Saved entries
┄┄┄┄┄┄┄┄┄┄
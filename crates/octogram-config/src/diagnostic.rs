// SPDX-FileCopyrightText: 2026 Octogram Contributors
// SPDX-License-Identifier: MIT OR Apache-2.0

//! Figment-to-miette error bridge with fuzzy match suggestions.
//!
//! Converts Figment deserialization errors into rich miette diagnostics
//! with source spans, valid key listings, and "did you mean?" suggestions
//! using Jaro-Winkler string similarity.

#![allow(unused_assignments)] // miette's Diagnostic derive generates code triggering this lint

use miette::{Diagnostic, NamedSource, SourceSpan};
use thiserror::Error;

/// Minimum Jaro-Winkler similarity score to suggest a correction.
/// 0.75 catches common typos like `bot_tken` -> `bot_token` and
/// `clint_id` -> `client_id` while filtering noise.
const SUGGESTION_THRESHOLD: f64 = 0.75;

/// A configuration error with rich diagnostic information.
///
/// Each variant carries enough context for miette to render an Elm-style
/// error message with source spans, suggestions, and valid key listings.
#[derive(Debug, Error, Diagnostic)]
pub enum ConfigError {
    /// An unknown key was found in the configuration.
    #[error("unknown configuration key `{key}`")]
    #[diagnostic(
        code(octogram::config::unknown_key),
        help("{}", format_unknown_key_help(suggestion.as_deref(), valid_keys))
    )]
    UnknownKey {
        /// The unrecognized key name.
        key: String,
        /// Suggested correction via fuzzy matching, if any.
        suggestion: Option<String>,
        /// List of valid keys for the section.
        valid_keys: String,
        /// Source span for the offending key.
        #[label("this key is not recognized")]
        span: Option<SourceSpan>,
        /// The source file content for context display.
        #[source_code]
        src: Option<NamedSource<String>>,
    },

    /// A configuration value has the wrong type.
    #[error("invalid type for key `{key}`: {detail}")]
    #[diagnostic(code(octogram::config::invalid_type), help("expected {expected}"))]
    InvalidType {
        /// The key with the wrong type.
        key: String,
        /// Description of the type mismatch.
        detail: String,
        /// What type was expected.
        expected: String,
    },

    /// A required configuration key is missing.
    #[error("missing required key `{key}`")]
    #[diagnostic(
        code(octogram::config::missing_key),
        help("set `{key}` in octogram.toml or the matching OCTOGRAM_* environment variable")
    )]
    MissingKey {
        /// The missing key name, in `section.key` form.
        key: String,
    },

    /// A validation error for a config value.
    #[error("validation error: {message}")]
    #[diagnostic(code(octogram::config::validation))]
    Validation {
        /// Description of the validation failure.
        message: String,
    },

    /// Catch-all for other configuration errors.
    #[error("configuration error: {0}")]
    #[diagnostic(code(octogram::config::other))]
    Other(String),
}

/// Format the help message for unknown key errors.
fn format_unknown_key_help(suggestion: Option<&str>, valid_keys: &str) -> String {
    match suggestion {
        Some(s) => format!("did you mean `{s}`? Valid keys: {valid_keys}"),
        None => format!("valid keys: {valid_keys}"),
    }
}

/// Convert a `figment::Error` into a list of `ConfigError` diagnostics.
///
/// A figment error may contain multiple underlying errors; each becomes its
/// own diagnostic, with fuzzy-match suggestions for unknown field errors.
pub fn figment_to_config_errors(
    err: figment::Error,
    toml_sources: &[(String, String)],
) -> Vec<ConfigError> {
    use figment::error::Kind;

    let mut errors = Vec::new();

    for error in err {
        let config_error = match &error.kind {
            Kind::UnknownField(field, expected) => {
                let valid_keys: Vec<&str> = expected.to_vec();
                let suggestion = suggest_key(field, &valid_keys);
                let valid_keys_str = valid_keys.join(", ");
                let (span, src) = find_source_span(&error, field, toml_sources);

                ConfigError::UnknownKey {
                    key: field.clone(),
                    suggestion,
                    valid_keys: valid_keys_str,
                    span,
                    src,
                }
            }
            Kind::MissingField(field) => ConfigError::MissingKey {
                key: field.clone().into_owned(),
            },
            Kind::InvalidType(actual, expected) => {
                let key = error
                    .path
                    .iter()
                    .map(|s| s.to_string())
                    .collect::<Vec<_>>()
                    .join(".");
                ConfigError::InvalidType {
                    key,
                    detail: format!("found {actual}, expected {expected}"),
                    expected: expected.to_string(),
                }
            }
            _ => ConfigError::Other(format!("{error}")),
        };

        errors.push(config_error);
    }

    errors
}

/// Find the source span for an unknown-key error in the TOML source files.
fn find_source_span(
    error: &figment::error::Error,
    field: &str,
    toml_sources: &[(String, String)],
) -> (Option<SourceSpan>, Option<NamedSource<String>>) {
    let source_path = error
        .metadata
        .as_ref()
        .and_then(|m| m.source.as_ref())
        .and_then(|s| match s {
            figment::Source::File(path) => Some(path.display().to_string()),
            _ => None,
        });

    let source = source_path.as_ref().and_then(|path| {
        toml_sources
            .iter()
            .find(|(p, _)| p == path)
            .map(|(p, content)| (p.as_str(), content.as_str()))
    });

    if let Some((path, content)) = source {
        let section: Vec<String> = error.path.iter().map(|s| s.to_string()).collect();
        if let Some(offset) = find_key_offset(content, &section, field) {
            let span = SourceSpan::new(offset.into(), field.len());
            let named = NamedSource::new(path, content.to_string());
            return (Some(span), Some(named));
        }
    }

    (None, None)
}

/// Find the byte offset of a key in TOML content, relative to a section path.
///
/// For `path = ["telegram"]` and `field = "bot_tken"`, finds the `[telegram]`
/// header then searches for `bot_tken` at the start of a following line.
/// Top-level fields are searched from the start of the file.
pub fn find_key_offset(content: &str, path: &[String], field: &str) -> Option<usize> {
    let search_start = if path.is_empty() {
        0
    } else {
        let section = &path[0];
        let header = format!("[{section}]");
        content.find(&header).map(|pos| pos + header.len())?
    };

    let remaining = &content[search_start..];
    let mut byte_offset = 0;
    for line in remaining.lines() {
        let trimmed = line.trim_start();
        if let Some(after) = trimmed.strip_prefix(field) {
            // The match must be a whole key, not a prefix of a longer one.
            if after.starts_with(' ') || after.starts_with('=') || after.starts_with('\t') {
                let field_start_in_line = line.len() - trimmed.len();
                return Some(search_start + byte_offset + field_start_in_line);
            }
        }
        byte_offset += line.len() + 1; // +1 for newline
    }

    None
}

/// Suggest a similar key name using Jaro-Winkler string similarity.
///
/// Returns the best match above the similarity threshold, or `None` if
/// no valid key is close enough to the unknown key.
pub fn suggest_key(unknown: &str, valid_keys: &[&str]) -> Option<String> {
    let mut best_score = SUGGESTION_THRESHOLD;
    let mut best_match = None;

    for &key in valid_keys {
        let score = strsim::jaro_winkler(unknown, key);
        if score > best_score {
            best_score = score;
            best_match = Some(key.to_string());
        }
    }

    best_match
}

/// Render a list of `ConfigError`s to stderr using miette's graphical handler.
pub fn render_errors(errors: &[ConfigError]) {
    use miette::GraphicalReportHandler;

    let handler = GraphicalReportHandler::new();
    for error in errors {
        let mut buf = String::new();
        let diagnostic: &dyn Diagnostic = error;
        if handler.render_report(&mut buf, diagnostic).is_ok() {
            eprint!("{buf}");
        } else {
            eprintln!("Error: {error}");
        }
    }
}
┄┄┄┄┄┄┄┄┄┄
__Exercise details__. The expected answer is every line above in which the word "trimmed" appears.

__Result of this exercise__.
        let trimmed = line.trim_start();
        if let Some(after) = trimmed.strip_prefix(field) {
                let field_start_in_line = line.len() - trimmed.len();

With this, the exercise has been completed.